Entries provided
-------------------------
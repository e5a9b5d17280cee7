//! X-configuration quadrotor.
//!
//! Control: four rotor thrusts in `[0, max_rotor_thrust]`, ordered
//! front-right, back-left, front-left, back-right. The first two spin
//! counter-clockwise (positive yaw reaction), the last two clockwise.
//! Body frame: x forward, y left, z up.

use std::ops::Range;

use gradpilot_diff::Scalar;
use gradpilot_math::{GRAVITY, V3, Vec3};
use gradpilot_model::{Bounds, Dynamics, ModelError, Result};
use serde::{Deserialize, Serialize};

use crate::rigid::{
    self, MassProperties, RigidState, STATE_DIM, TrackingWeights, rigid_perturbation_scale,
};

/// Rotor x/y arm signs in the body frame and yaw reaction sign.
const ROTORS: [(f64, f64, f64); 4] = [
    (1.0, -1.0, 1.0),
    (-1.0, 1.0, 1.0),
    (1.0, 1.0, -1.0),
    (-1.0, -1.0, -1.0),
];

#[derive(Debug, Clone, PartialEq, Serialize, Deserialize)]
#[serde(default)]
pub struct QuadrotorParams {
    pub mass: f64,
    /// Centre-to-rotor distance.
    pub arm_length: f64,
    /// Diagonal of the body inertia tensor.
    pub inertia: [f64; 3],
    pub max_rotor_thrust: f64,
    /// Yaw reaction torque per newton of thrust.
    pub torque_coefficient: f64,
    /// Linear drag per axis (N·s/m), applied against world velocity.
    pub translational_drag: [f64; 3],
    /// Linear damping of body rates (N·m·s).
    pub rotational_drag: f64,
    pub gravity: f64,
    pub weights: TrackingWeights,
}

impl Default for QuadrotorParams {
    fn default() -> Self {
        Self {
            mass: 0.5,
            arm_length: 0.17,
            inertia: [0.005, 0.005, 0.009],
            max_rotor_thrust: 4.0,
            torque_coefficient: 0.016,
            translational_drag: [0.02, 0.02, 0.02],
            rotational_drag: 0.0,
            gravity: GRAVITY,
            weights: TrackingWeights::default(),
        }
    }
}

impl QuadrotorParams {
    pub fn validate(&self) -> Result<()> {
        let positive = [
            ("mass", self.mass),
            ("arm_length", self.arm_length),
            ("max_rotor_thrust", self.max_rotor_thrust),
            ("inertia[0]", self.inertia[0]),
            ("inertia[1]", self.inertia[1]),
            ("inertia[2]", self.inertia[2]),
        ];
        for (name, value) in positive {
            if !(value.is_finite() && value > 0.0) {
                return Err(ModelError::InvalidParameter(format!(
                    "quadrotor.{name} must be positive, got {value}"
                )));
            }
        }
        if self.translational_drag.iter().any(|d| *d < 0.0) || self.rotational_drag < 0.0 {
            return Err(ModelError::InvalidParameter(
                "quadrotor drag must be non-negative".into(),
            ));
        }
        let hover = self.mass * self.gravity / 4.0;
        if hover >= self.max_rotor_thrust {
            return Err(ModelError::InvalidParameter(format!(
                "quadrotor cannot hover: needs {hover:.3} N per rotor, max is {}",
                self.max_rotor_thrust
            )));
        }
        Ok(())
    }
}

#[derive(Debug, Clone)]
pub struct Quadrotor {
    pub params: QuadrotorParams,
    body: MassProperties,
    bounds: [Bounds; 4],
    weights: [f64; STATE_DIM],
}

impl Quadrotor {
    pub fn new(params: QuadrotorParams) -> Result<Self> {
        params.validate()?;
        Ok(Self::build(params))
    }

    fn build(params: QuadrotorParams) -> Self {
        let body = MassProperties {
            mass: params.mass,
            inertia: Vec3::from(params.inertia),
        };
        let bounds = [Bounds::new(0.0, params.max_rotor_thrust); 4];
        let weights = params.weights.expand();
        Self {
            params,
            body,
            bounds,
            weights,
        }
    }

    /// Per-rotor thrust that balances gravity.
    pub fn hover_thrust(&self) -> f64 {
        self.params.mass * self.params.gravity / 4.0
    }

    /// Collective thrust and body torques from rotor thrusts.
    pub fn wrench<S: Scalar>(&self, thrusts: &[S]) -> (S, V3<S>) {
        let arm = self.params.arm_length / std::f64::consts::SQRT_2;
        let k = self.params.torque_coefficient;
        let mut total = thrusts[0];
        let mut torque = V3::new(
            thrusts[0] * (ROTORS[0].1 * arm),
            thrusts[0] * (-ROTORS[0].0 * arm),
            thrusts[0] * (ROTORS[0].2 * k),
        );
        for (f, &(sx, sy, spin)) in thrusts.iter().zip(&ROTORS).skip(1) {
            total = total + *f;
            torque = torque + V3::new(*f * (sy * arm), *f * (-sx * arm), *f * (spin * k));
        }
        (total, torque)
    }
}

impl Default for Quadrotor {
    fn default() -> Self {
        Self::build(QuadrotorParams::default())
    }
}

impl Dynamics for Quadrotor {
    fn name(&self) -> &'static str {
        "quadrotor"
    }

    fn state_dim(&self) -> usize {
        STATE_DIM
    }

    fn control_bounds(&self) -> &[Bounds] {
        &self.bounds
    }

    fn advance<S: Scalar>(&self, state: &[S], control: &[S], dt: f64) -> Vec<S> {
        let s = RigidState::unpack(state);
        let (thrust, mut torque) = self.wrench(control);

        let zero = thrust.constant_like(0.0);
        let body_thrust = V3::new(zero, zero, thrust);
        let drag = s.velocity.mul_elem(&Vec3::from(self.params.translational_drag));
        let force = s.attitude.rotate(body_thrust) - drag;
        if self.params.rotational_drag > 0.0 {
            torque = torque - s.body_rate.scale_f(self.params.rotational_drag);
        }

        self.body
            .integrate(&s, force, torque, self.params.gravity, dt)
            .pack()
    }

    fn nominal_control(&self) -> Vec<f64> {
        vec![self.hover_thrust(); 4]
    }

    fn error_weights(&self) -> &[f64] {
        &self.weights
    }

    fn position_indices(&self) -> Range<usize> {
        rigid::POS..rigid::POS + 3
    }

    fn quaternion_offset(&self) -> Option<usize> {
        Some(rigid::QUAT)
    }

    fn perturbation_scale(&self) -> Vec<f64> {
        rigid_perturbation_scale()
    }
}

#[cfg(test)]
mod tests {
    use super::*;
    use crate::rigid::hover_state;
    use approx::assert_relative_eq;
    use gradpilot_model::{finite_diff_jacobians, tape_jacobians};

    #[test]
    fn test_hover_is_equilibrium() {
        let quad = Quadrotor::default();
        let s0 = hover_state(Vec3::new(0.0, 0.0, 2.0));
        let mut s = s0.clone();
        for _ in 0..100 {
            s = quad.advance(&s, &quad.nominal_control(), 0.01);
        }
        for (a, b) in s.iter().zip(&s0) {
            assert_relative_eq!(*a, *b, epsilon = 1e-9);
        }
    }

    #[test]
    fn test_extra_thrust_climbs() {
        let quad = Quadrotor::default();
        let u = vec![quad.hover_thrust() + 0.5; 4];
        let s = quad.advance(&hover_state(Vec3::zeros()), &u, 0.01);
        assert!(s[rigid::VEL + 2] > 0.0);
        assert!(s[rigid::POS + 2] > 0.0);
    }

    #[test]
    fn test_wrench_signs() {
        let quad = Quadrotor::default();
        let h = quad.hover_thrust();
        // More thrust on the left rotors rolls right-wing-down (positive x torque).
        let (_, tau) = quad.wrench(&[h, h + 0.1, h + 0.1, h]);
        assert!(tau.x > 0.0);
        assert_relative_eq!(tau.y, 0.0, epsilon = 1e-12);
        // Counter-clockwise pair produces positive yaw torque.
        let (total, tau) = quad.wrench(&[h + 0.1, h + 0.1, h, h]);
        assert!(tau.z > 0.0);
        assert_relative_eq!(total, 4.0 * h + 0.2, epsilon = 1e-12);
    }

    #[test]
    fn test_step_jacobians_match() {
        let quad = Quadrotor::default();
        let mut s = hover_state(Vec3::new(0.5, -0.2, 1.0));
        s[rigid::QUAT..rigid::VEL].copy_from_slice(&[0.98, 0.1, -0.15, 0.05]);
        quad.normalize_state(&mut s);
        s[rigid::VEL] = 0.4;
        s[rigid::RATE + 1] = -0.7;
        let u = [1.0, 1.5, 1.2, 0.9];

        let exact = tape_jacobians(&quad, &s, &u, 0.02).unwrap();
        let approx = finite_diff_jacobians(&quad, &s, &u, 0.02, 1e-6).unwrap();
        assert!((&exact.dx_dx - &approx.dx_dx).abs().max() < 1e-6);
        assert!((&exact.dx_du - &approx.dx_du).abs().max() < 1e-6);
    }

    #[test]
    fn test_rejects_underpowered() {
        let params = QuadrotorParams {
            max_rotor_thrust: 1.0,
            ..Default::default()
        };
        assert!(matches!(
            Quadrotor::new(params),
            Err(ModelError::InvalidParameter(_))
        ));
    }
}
-------------------------
Work order
Copy each line of the listing that holds the word "advance".

Result
    fn advance<S: Scalar>(&self, state: &[S], control: &[S], dt: f64) -> Vec<S> {
            s = quad.advance(&s, &quad.nominal_control(), 0.01);
        let s = quad.advance(&hover_state(Vec3::zeros()), &u, 0.01);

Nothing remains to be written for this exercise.